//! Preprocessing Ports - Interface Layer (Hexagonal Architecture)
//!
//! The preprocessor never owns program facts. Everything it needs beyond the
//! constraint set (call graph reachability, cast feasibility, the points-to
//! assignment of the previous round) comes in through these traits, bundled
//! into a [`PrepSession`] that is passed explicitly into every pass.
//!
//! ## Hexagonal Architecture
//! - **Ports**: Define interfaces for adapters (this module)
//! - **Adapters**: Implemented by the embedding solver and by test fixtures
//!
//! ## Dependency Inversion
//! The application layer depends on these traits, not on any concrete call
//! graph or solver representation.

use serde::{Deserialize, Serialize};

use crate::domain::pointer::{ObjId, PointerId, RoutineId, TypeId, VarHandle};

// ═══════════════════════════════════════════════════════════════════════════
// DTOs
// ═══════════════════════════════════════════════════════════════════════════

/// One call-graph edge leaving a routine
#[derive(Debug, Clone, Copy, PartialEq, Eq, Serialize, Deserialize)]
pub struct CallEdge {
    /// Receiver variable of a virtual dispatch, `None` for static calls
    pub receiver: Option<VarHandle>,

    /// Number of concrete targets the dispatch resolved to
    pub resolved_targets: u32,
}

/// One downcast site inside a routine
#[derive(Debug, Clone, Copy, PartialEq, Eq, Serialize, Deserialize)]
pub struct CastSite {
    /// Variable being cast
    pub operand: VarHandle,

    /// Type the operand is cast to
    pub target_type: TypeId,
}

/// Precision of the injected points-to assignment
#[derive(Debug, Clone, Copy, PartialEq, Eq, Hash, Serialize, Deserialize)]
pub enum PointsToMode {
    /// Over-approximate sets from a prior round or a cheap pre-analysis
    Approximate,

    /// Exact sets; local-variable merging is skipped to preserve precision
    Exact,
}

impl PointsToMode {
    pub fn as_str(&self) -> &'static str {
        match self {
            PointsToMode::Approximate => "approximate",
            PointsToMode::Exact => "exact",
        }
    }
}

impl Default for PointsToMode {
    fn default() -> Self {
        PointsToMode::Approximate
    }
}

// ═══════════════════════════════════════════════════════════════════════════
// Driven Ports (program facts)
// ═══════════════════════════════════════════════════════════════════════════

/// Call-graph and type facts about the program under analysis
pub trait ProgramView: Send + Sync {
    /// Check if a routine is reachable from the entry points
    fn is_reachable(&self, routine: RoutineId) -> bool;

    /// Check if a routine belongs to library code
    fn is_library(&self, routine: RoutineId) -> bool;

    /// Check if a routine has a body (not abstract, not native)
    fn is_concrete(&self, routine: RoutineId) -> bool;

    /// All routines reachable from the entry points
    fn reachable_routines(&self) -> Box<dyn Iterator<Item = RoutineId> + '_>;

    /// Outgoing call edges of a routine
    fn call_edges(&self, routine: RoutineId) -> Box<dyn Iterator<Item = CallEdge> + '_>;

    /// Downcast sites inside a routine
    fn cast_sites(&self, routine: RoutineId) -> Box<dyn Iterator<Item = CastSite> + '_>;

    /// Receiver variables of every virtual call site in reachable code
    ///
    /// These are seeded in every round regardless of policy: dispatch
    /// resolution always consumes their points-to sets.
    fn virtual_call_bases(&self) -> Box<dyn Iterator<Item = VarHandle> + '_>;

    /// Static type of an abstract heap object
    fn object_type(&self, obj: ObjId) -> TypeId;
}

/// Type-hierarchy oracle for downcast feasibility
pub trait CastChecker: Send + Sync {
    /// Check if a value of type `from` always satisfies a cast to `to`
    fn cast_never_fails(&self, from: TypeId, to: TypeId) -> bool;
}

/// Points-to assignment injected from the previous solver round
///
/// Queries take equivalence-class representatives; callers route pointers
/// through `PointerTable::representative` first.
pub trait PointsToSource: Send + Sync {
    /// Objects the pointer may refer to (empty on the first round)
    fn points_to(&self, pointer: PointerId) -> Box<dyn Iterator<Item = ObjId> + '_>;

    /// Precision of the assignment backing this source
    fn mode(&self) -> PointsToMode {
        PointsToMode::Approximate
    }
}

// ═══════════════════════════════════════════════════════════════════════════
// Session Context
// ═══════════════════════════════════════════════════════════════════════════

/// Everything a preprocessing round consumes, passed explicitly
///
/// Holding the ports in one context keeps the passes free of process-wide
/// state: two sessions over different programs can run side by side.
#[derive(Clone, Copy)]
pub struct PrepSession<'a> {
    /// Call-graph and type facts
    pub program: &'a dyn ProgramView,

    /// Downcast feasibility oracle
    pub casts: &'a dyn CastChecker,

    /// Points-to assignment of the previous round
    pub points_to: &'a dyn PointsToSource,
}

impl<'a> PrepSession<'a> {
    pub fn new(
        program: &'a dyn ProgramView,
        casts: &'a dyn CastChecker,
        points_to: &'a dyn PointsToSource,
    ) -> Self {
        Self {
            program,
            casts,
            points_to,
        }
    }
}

### WORK TO COMPLETE
Produce an identical printout of the material above.

### RESULT FOR THIS TASK
//! Preprocessing Ports - Interface Layer (Hexagonal Architecture)
//!
//! The preprocessor never owns program facts. Everything it needs beyond the
//! constraint set (call graph reachability, cast feasibility, the points-to
//! assignment of the previous round) comes in through these traits, bundled
//! into a [`PrepSession`] that is passed explicitly into every pass.
//!
//! ## Hexagonal Architecture
//! - **Ports**: Define interfaces for adapters (this module)
//! - **Adapters**: Implemented by the embedding solver and by test fixtures
//!
//! ## Dependency Inversion
//! The application layer depends on these traits, not on any concrete call
//! graph or solver representation.

use serde::{Deserialize, Serialize};

use crate::domain::pointer::{ObjId, PointerId, RoutineId, TypeId, VarHandle};

// ═══════════════════════════════════════════════════════════════════════════
// DTOs
// ═══════════════════════════════════════════════════════════════════════════

/// One call-graph edge leaving a routine
#[derive(Debug, Clone, Copy, PartialEq, Eq, Serialize, Deserialize)]
pub struct CallEdge {
    /// Receiver variable of a virtual dispatch, `None` for static calls
    pub receiver: Option<VarHandle>,

    /// Number of concrete targets the dispatch resolved to
    pub resolved_targets: u32,
}

/// One downcast site inside a routine
#[derive(Debug, Clone, Copy, PartialEq, Eq, Serialize, Deserialize)]
pub struct CastSite {
    /// Variable being cast
    pub operand: VarHandle,

    /// Type the operand is cast to
    pub target_type: TypeId,
}

/// Precision of the injected points-to assignment
#[derive(Debug, Clone, Copy, PartialEq, Eq, Hash, Serialize, Deserialize)]
pub enum PointsToMode {
    /// Over-approximate sets from a prior round or a cheap pre-analysis
    Approximate,

    /// Exact sets; local-variable merging is skipped to preserve precision
    Exact,
}

impl PointsToMode {
    pub fn as_str(&self) -> &'static str {
        match self {
            PointsToMode::Approximate => "approximate",
            PointsToMode::Exact => "exact",
        }
    }
}

impl Default for PointsToMode {
    fn default() -> Self {
        PointsToMode::Approximate
    }
}

// ═══════════════════════════════════════════════════════════════════════════
// Driven Ports (program facts)
// ═══════════════════════════════════════════════════════════════════════════

/// Call-graph and type facts about the program under analysis
pub trait ProgramView: Send + Sync {
    /// Check if a routine is reachable from the entry points
    fn is_reachable(&self, routine: RoutineId) -> bool;

    /// Check if a routine belongs to library code
    fn is_library(&self, routine: RoutineId) -> bool;

    /// Check if a routine has a body (not abstract, not native)
    fn is_concrete(&self, routine: RoutineId) -> bool;

    /// All routines reachable from the entry points
    fn reachable_routines(&self) -> Box<dyn Iterator<Item = RoutineId> + '_>;

    /// Outgoing call edges of a routine
    fn call_edges(&self, routine: RoutineId) -> Box<dyn Iterator<Item = CallEdge> + '_>;

    /// Downcast sites inside a routine
    fn cast_sites(&self, routine: RoutineId) -> Box<dyn Iterator<Item = CastSite> + '_>;

    /// Receiver variables of every virtual call site in reachable code
    ///
    /// These are seeded in every round regardless of policy: dispatch
    /// resolution always consumes their points-to sets.
    fn virtual_call_bases(&self) -> Box<dyn Iterator<Item = VarHandle> + '_>;

    /// Static type of an abstract heap object
    fn object_type(&self, obj: ObjId) -> TypeId;
}

/// Type-hierarchy oracle for downcast feasibility
pub trait CastChecker: Send + Sync {
    /// Check if a value of type `from` always satisfies a cast to `to`
    fn cast_never_fails(&self, from: TypeId, to: TypeId) -> bool;
}

/// Points-to assignment injected from the previous solver round
///
/// Queries take equivalence-class representatives; callers route pointers
/// through `PointerTable::representative` first.
pub trait PointsToSource: Send + Sync {
    /// Objects the pointer may refer to (empty on the first round)
    fn points_to(&self, pointer: PointerId) -> Box<dyn Iterator<Item = ObjId> + '_>;

    /// Precision of the assignment backing this source
    fn mode(&self) -> PointsToMode {
        PointsToMode::Approximate
    }
}

// ═══════════════════════════════════════════════════════════════════════════
// Session Context
// ═══════════════════════════════════════════════════════════════════════════

/// Everything a preprocessing round consumes, passed explicitly
///
/// Holding the ports in one context keeps the passes free of process-wide
/// state: two sessions over different programs can run side by side.
#[derive(Clone, Copy)]
pub struct PrepSession<'a> {
    /// Call-graph and type facts
    pub program: &'a dyn ProgramView,

    /// Downcast feasibility oracle
    pub casts: &'a dyn CastChecker,

    /// Points-to assignment of the previous round
    pub points_to: &'a dyn PointsToSource,
}

impl<'a> PrepSession<'a> {
    pub fn new(
        program: &'a dyn ProgramView,
        casts: &'a dyn CastChecker,
        points_to: &'a dyn PointsToSource,
    ) -> Self {
        Self {
            program,
            casts,
            points_to,
        }
    }
}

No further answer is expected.